Penn: I think for practicing clinicians, this whole question around psychedelic-assisted therapy has gone through a very interesting evolution that I've watched for the last 10 or 15 years. I think most of us were trained probably only very briefly, anything to do with psychedelics—or MDMA is not really a classical psychedelic—but really, this may have consisted of a few pages in a textbook around substance use.
At first, it was this sort of skepticism that I think came out of that narrative of how could a drug that we were taught was a schedule one drug, was a drug of abuse. How could that possibly be therapeutic? And then I'd say somewhere around 2018 when Michael Pollan's book "How to Change Your Mind" was published, that really seemed like a watershed moment. At that point, the conversation really shifted from sort of skepticism to outright enthusiasm.
That sort of fueled a kind of impatience about when we are going to be able to do this. Unlike a lot of other pharmaceuticals, which I would say the vast majority of clinicians are unaware of their existence before they get to late-stage trials or even get out onto the market. This is something that has been in the media and the popular culture. I don't know of many pharmaceutical trials that are the subject of Netflix specials, for example, whereas psychedelics have been.
So, there's been a lot of enthusiasm about this and I think a lot of that is honestly driven by the fact that many of our treatments are not all that powerful. Coupled with the fact that we're seeing this incredible increase in mental health presentations, especially since it was a problem happening before COVID-19, but COVI-19 really sort of broke it wide open that we have this huge unmet need in mental health, particularly around PTSD.
I think the enthusiasm that a lot of clinicians have met this research with is reflective of that, you know, it's that we need better treatments and we needed them yesterday, really. There's been a lot of hope that these treatments would prove to be valuable, and I do think that the data is quite robust on them.
There are some unique challenges about how to study them that we can certainly talk a little more about. But right now, I think we're looking to August at this point. The question is, what will the FDA say in August? I think that will have implications for the field in general.

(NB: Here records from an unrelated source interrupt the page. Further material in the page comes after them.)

// Copyright 2025 Chris Custine
//
// Licensed under the Apache License, Version 2.0 (the "License");
// you may not use this file except in compliance with the License.
// You may obtain a copy of the License at
//
//     http://www.apache.org/licenses/LICENSE-2.0
//
// Unless required by applicable law or agreed to in writing, software
// distributed under the License is distributed on an "AS IS" BASIS,
// WITHOUT WARRANTIES OR CONDITIONS OF ANY KIND, either express or implied.
// See the License for the specific language governing permissions and
// limitations under the License.

//! Chrome drawn over the map: grid, zoom buttons, active layer list,
//! live feed footer, acquisition badge and tile attribution.

use bloom_layers::hud::{EMPTY_SELECTION_TEXT, GRID_CELL_SIZE};
use bloom_layers::{HudState, LayerSelection, TileProvider};
use chrono::{DateTime, Utc};
use eframe::egui;

const ACCENT: egui::Color32 = egui::Color32::from_rgb(61, 255, 138);

/// Something the user clicked on the map chrome
#[derive(Debug, Clone, Copy, PartialEq, Eq)]
pub enum MapAction {
    ZoomIn,
    ZoomOut,
    OpenAttribution(&'static str),
}

/// Everything the chrome needs for one frame
#[derive(Debug)]
pub struct MapChrome<'a> {
    pub hud: &'a HudState,
    pub layers: &'a LayerSelection,
    pub interactive: bool,
    pub provider: Option<&'static TileProvider>,
    pub acquisition_time: DateTime<Utc>,
}

/// Frame used for every floating panel
fn glass_frame() -> egui::Frame {
    egui::Frame::NONE
        .fill(egui::Color32::from_rgba_unmultiplied(10, 20, 35, 210))
        .stroke(egui::Stroke::new(1.0, egui::Color32::from_white_alpha(25)))
        .corner_radius(6.0)
        .inner_margin(egui::Margin::same(8))
}

/// Vertical and horizontal grid line segments covering `rect`
pub fn grid_lines(rect: egui::Rect, cell: f32) -> Vec<[egui::Pos2; 2]> {
    let mut lines = Vec::new();
    if cell <= 0.0 {
        return lines;
    }

    let mut x = rect.left();
    while x <= rect.right() {
        lines.push([egui::pos2(x, rect.top()), egui::pos2(x, rect.bottom())]);
        x += cell;
    }
    let mut y = rect.top();
    while y <= rect.bottom() {
        lines.push([egui::pos2(rect.left(), y), egui::pos2(rect.right(), y)]);
        y += cell;
    }
    lines
}

/// Date and time halves of the acquisition badge
pub fn format_acquisition(time: DateTime<Utc>) -> (String, String) {
    (
        time.format("%Y-%m-%d").to_string(),
        time.format("%H:%M UTC").to_string(),
    )
}

/// Draw the chrome over `rect` and report what was clicked
pub fn render(ui: &egui::Ui, rect: egui::Rect, chrome: &MapChrome<'_>) -> Option<MapAction> {
    let mut action = None;

    if chrome.hud.grid_visible {
        let painter = ui.painter().with_clip_rect(rect);
        let stroke = egui::Stroke::new(1.0, egui::Color32::from_rgba_unmultiplied(61, 255, 138, 6));
        for line in grid_lines(rect, GRID_CELL_SIZE) {
            painter.line_segment(line, stroke);
        }
    }

    let ctx = ui.ctx().clone();

    if chrome.interactive {
        egui::Area::new(egui::Id::new("map_zoom_controls"))
            .fixed_pos(rect.right_top() + egui::vec2(-176.0, 16.0))
            .order(egui::Order::Foreground)
            .show(&ctx, |ui| {
                glass_frame().show(ui, |ui| {
                    ui.set_width(160.0);
                    ui.horizontal(|ui| {
                        if ui.button(egui::RichText::new("+").size(16.0)).on_hover_text("Zoom in").clicked() {
                            action = Some(MapAction::ZoomIn);
                        }
                        if ui.button(egui::RichText::new("-").size(16.0)).on_hover_text("Zoom out").clicked() {
                            action = Some(MapAction::ZoomOut);
                        }
                    });

                    ui.add_space(6.0);
                    ui.label(
                        egui::RichText::new("ACTIVE LAYERS")
                            .color(egui::Color32::from_rgb(150, 150, 150))
                            .size(9.0)
                            .strong(),
                    );

                    if chrome.layers.is_empty() {
                        ui.label(
                            egui::RichText::new(EMPTY_SELECTION_TEXT)
                                .color(egui::Color32::GRAY)
                                .size(10.0)
                                .italics(),
                        );
                    } else {
                        for label in chrome.layers.labels() {
                            ui.label(egui::RichText::new(format!("● {label}")).color(ACCENT).size(10.0));
                        }
                    }
                });
            });
    }

    // Live feed footer
    egui::Area::new(egui::Id::new("map_feed_footer"))
        .fixed_pos(rect.left_bottom() + egui::vec2(16.0, -44.0))
        .order(egui::Order::Foreground)
        .show(&ctx, |ui| {
            glass_frame().show(ui, |ui| {
                ui.horizontal(|ui| {
                    let icon_color = if chrome.hud.feed_pulsing {
                        let t = ui.input(|i| i.time);
                        ctx.request_repaint();
                        pulse(ACCENT, t)
                    } else {
                        ACCENT
                    };
                    ui.label(egui::RichText::new("◉").color(icon_color).size(11.0));
                    ui.label(
                        egui::RichText::new(chrome.hud.footer_text())
                            .color(ACCENT)
                            .size(10.0)
                            .monospace(),
                    );
                });
            });
        });

    // Acquisition badge and attribution
    egui::Area::new(egui::Id::new("map_acquisition_badge"))
        .fixed_pos(rect.right_bottom() + egui::vec2(-236.0, -70.0))
        .order(egui::Order::Foreground)
        .show(&ctx, |ui| {
            glass_frame().show(ui, |ui| {
                let (date, time) = format_acquisition(chrome.acquisition_time);
                ui.horizontal(|ui| {
                    ui.label(egui::RichText::new("📅").color(ACCENT));
                    ui.label(egui::RichText::new(date).color(egui::Color32::WHITE).monospace());
                    ui.separator();
                    ui.label(egui::RichText::new(time).color(egui::Color32::GRAY).monospace());
                });
            });

            if let Some(provider) = chrome.provider {
                let link = ui.add(
                    egui::Label::new(
                        egui::RichText::new(provider.attribution)
                            .color(egui::Color32::from_white_alpha(160))
                            .size(9.0),
                    )
                    .sense(egui::Sense::click()),
                );
                if link.on_hover_text(provider.attribution_url).clicked() {
                    action = Some(MapAction::OpenAttribution(provider.attribution_url));
                }
            }
        });

    action
}

/// Fade a color in and out over time
#[allow(clippy::cast_possible_truncation, clippy::cast_sign_loss, reason = "value is in 0..=255")]
fn pulse(color: egui::Color32, time: f64) -> egui::Color32 {
    let level = 0.55 + 0.45 * (time * 3.0).sin();
    let alpha = (level.clamp(0.0, 1.0) * 255.0) as u8;
    egui::Color32::from_rgba_unmultiplied(color.r(), color.g(), color.b(), alpha)
}

#[cfg(test)]
mod tests {
    use super::*;
    use chrono::TimeZone;

    #[test]
    fn test_grid_lines() {
        let rect = egui::Rect::from_min_size(egui::pos2(0.0, 0.0), egui::vec2(80.0, 40.0));
        let lines = grid_lines(rect, 40.0);
        // x = 0, 40, 80 and y = 0, 40
        assert_eq!(lines.len(), 5);
        assert_eq!(lines[1], [egui::pos2(40.0, 0.0), egui::pos2(40.0, 40.0)]);
    }

    #[test]
    fn test_grid_lines_zero_cell() {
        let rect = egui::Rect::from_min_size(egui::pos2(0.0, 0.0), egui::vec2(80.0, 40.0));
        assert!(grid_lines(rect, 0.0).is_empty());
    }

    #[test]
    fn test_format_acquisition() {
        let time = Utc.with_ymd_and_hms(2023, 10, 24, 10, 0, 0).unwrap();
        assert_eq!(
            format_acquisition(time),
            ("2023-10-24".to_string(), "10:00 UTC".to_string())
        );
    }

    #[test]
    fn test_pulse_keeps_rgb() {
        let color = pulse(egui::Color32::from_rgb(61, 255, 138), 0.0);
        assert!(color.a() > 0);
    }
}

But there's still a long road ahead.
Andrew Penn, MS, PMHNP, is a plinical Professor in the University of California, San Francisco, School of Nursing where his teaching has received the UCSF Academic Senate Distinction in Teaching Award, among other recognitions. He has practiced as a psychiatric/mental health nurse practitioner, treating veterans and training residents at the San Francisco Veterans Administration Hospital. As a researcher, he collaborates on psychedelics studies of psilocybin and MDMA in the Translational Psychedelics Research (TrPR) lab at UCSF, serving as Co-PI on a phase 2 study of psilocybin for depression and is currently working on a study using psilocybin to treat depression in patients with Parkinson’s disease. A leading voice in nursing, he is a co-founder of the Organization of Psychedelic and Entheogenic Nurses (OPENurses.org), advocating for the perspective of nurses in psychedelic therapy, he has published on psychedelics in the American Journal of Nursing, Frontiers in Psychiatry, and The Journal of Humanistic Psychotherapy.